§ **Work instruction**
Word for word, restate the entries below from their first line through the line that contains "and detail records.".

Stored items
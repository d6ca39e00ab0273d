use std::collections::BTreeMap;
use std::fmt;

use chrono::{DateTime, Utc};
use serde::{Deserialize, Serialize};

use super::source::SourceKind;

/// Canonical attributes shared by normalized, canonical and detail records.
#[derive(Debug, Clone, Copy, PartialEq, Eq, Hash, PartialOrd, Ord, Serialize, Deserialize)]
#[serde(rename_all = "snake_case")]
pub enum CanonicalField {
    Title,
    Authors,
    Isbn13,
    Isbn10,
    PublicationDate,
    Language,
    Publisher,
    Category,
    Rating,
    RatingsCount,
    PriceAmount,
    PriceCurrency,
}

#[derive(Debug, Clone, Copy, PartialEq, Eq)]
pub enum FieldKind {
    Text,
    List,
    Number,
}

impl CanonicalField {
    pub const ALL: [CanonicalField; 12] = [
        CanonicalField::Title,
        CanonicalField::Authors,
        CanonicalField::Isbn13,
        CanonicalField::Isbn10,
        CanonicalField::PublicationDate,
        CanonicalField::Language,
        CanonicalField::Publisher,
        CanonicalField::Category,
        CanonicalField::Rating,
        CanonicalField::RatingsCount,
        CanonicalField::PriceAmount,
        CanonicalField::PriceCurrency,
    ];

    pub fn name(&self) -> &'static str {
        match self {
            Self::Title => "title",
            Self::Authors => "authors",
            Self::Isbn13 => "isbn13",
            Self::Isbn10 => "isbn10",
            Self::PublicationDate => "publication_date",
            Self::Language => "language",
            Self::Publisher => "publisher",
            Self::Category => "category",
            Self::Rating => "rating",
            Self::RatingsCount => "ratings_count",
            Self::PriceAmount => "price_amount",
            Self::PriceCurrency => "price_currency",
        }
    }

    pub fn kind(&self) -> FieldKind {
        match self {
            Self::Authors | Self::Category => FieldKind::List,
            Self::Rating | Self::RatingsCount | Self::PriceAmount => FieldKind::Number,
            _ => FieldKind::Text,
        }
    }
}

impl fmt::Display for CanonicalField {
    fn fmt(&self, f: &mut fmt::Formatter<'_>) -> fmt::Result {
        f.write_str(self.name())
    }
}

/// The canonical attribute set. `None` and an empty list are the only absent forms.
#[derive(Debug, Clone, Default, PartialEq, Serialize, Deserialize)]
pub struct BookAttributes {
    #[serde(default, skip_serializing_if = "Option::is_none")]
    pub title: Option<String>,

    #[serde(default)]
    pub authors: Vec<String>,

    #[serde(default, skip_serializing_if = "Option::is_none")]
    pub isbn13: Option<String>,

    #[serde(default, skip_serializing_if = "Option::is_none")]
    pub isbn10: Option<String>,

    #[serde(default, skip_serializing_if = "Option::is_none")]
    pub publication_date: Option<String>,

    #[serde(default, skip_serializing_if = "Option::is_none")]
    pub language: Option<String>,

    #[serde(default, skip_serializing_if = "Option::is_none")]
    pub publisher: Option<String>,

    #[serde(default)]
    pub category: Vec<String>,

    #[serde(default, skip_serializing_if = "Option::is_none")]
    pub rating: Option<f64>,

    #[serde(default, skip_serializing_if = "Option::is_none")]
    pub ratings_count: Option<u64>,

    #[serde(default, skip_serializing_if = "Option::is_none")]
    pub price_amount: Option<f64>,

    #[serde(default, skip_serializing_if = "Option::is_none")]
    pub price_currency: Option<String>,
}

impl BookAttributes {
    pub fn is_absent(&self, field: CanonicalField) -> bool {
        match field.kind() {
            FieldKind::Text => self.text(field).is_none(),
            FieldKind::List => self.list(field).is_empty(),
            FieldKind::Number => match field {
                CanonicalField::Rating => self.rating.is_none(),
                CanonicalField::RatingsCount => self.ratings_count.is_none(),
                _ => self.price_amount.is_none(),
            },
        }
    }

    pub fn absent_count(&self) -> usize {
        CanonicalField::ALL
            .iter()
            .filter(|field| self.is_absent(**field))
            .count()
    }

    /// Text value for a text field; `None` for list and numeric fields.
    pub fn text(&self, field: CanonicalField) -> Option<&str> {
        let value = match field {
            CanonicalField::Title => &self.title,
            CanonicalField::Isbn13 => &self.isbn13,
            CanonicalField::Isbn10 => &self.isbn10,
            CanonicalField::PublicationDate => &self.publication_date,
            CanonicalField::Language => &self.language,
            CanonicalField::Publisher => &self.publisher,
            CanonicalField::PriceCurrency => &self.price_currency,
            _ => return None,
        };
        value.as_deref()
    }

    pub fn set_text(&mut self, field: CanonicalField, value: Option<String>) {
        let slot = match field {
            CanonicalField::Title => &mut self.title,
            CanonicalField::Isbn13 => &mut self.isbn13,
            CanonicalField::Isbn10 => &mut self.isbn10,
            CanonicalField::PublicationDate => &mut self.publication_date,
            CanonicalField::Language => &mut self.language,
            CanonicalField::Publisher => &mut self.publisher,
            CanonicalField::PriceCurrency => &mut self.price_currency,
            _ => return,
        };
        *slot = value;
    }

    pub fn list(&self, field: CanonicalField) -> &[String] {
        match field {
            CanonicalField::Authors => &self.authors,
            CanonicalField::Category => &self.category,
            _ => &[],
        }
    }

    pub fn set_list(&mut self, field: CanonicalField, values: Vec<String>) {
        match field {
            CanonicalField::Authors => self.authors = values,
            CanonicalField::Category => self.category = values,
            _ => {}
        }
    }

    /// Copies a numeric field from `other`; returns whether a value was present there.
    pub fn copy_number_from(&mut self, field: CanonicalField, other: &BookAttributes) -> bool {
        match field {
            CanonicalField::Rating => {
                self.rating = other.rating;
                other.rating.is_some()
            }
            CanonicalField::RatingsCount => {
                self.ratings_count = other.ratings_count;
                other.ratings_count.is_some()
            }
            CanonicalField::PriceAmount => {
                self.price_amount = other.price_amount;
                other.price_amount.is_some()
            }
            _ => false,
        }
    }

    /// Publication year, taken from the leading digits of `publication_date`.
    pub fn publication_year(&self) -> Option<i32> {
        self.publication_date
            .as_deref()
            .and_then(|date| date.get(..4))
            .and_then(|year| year.parse().ok())
    }
}

/// A source record mapped onto the canonical schema.
#[derive(Debug, Clone, PartialEq, Serialize, Deserialize)]
pub struct NormalizedRecord {
    pub source: SourceKind,
    pub source_id: String,
    pub source_file: String,
    pub row_number: usize,
    pub ingested_at: DateTime<Utc>,

    /// Lowercased, whitespace-collapsed title used only for matching.
    #[serde(default, skip_serializing_if = "Option::is_none")]
    pub title_normalized: Option<String>,

    #[serde(flatten)]
    pub attrs: BookAttributes,
}

impl NormalizedRecord {
    pub fn new(source: SourceKind, source_file: impl Into<String>, row_number: usize) -> Self {
        let source_file = source_file.into();
        Self {
            source,
            source_id: format!("{source}-{row_number}"),
            source_file,
            row_number,
            ingested_at: Utc::now(),
            title_normalized: None,
            attrs: BookAttributes::default(),
        }
    }
}

/// The source row a canonical value came from.
#[derive(Debug, Clone, PartialEq, Eq, Hash, Serialize, Deserialize)]
pub struct FieldOrigin {
    pub source: SourceKind,
    pub source_id: String,
}

impl From<&NormalizedRecord> for FieldOrigin {
    fn from(record: &NormalizedRecord) -> Self {
        Self {
            source: record.source,
            source_id: record.source_id.clone(),
        }
    }
}

/// One merged record per dedup group.
#[derive(Debug, Clone, PartialEq, Serialize, Deserialize)]
pub struct CanonicalRecord {
    pub dup_key: String,

    #[serde(flatten)]
    pub attrs: BookAttributes,

    pub winning_source: SourceKind,
    pub member_count: usize,

    /// Rows that supplied each present field. Scalar fields have one origin;
    /// list fields list every member that added a value, in rank order.
    #[serde(default, skip_serializing_if = "BTreeMap::is_empty")]
    pub field_sources: BTreeMap<CanonicalField, Vec<FieldOrigin>>,
}

impl CanonicalRecord {
    pub fn origins(&self, field: CanonicalField) -> &[FieldOrigin] {
        self.field_sources.get(&field).map(Vec::as_slice).unwrap_or(&[])
    }
}

/// Per-input provenance row linking a source row to its dedup group.
#[derive(Debug, Clone, PartialEq, Serialize, Deserialize)]
pub struct DetailRecord {
    pub source_id: String,
    pub source: SourceKind,
    pub source_file: String,
    pub row_number: usize,
    pub dup_key: String,
    pub ingested_at: DateTime<Utc>,

    #[serde(default, skip_serializing_if = "Option::is_none")]
    pub title_normalized: Option<String>,

    #[serde(flatten)]
    pub attrs: BookAttributes,

    #[serde(default)]
    pub flags: BTreeMap<String, bool>,
}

§ **Solution below**
repository d6ca39e00ab0273d
use std::collections::BTreeMap;
use std::fmt;

use chrono::{DateTime, Utc};
use serde::{Deserialize, Serialize};

use super::source::SourceKind;

/// Canonical attributes shared by normalized, canonical and detail records.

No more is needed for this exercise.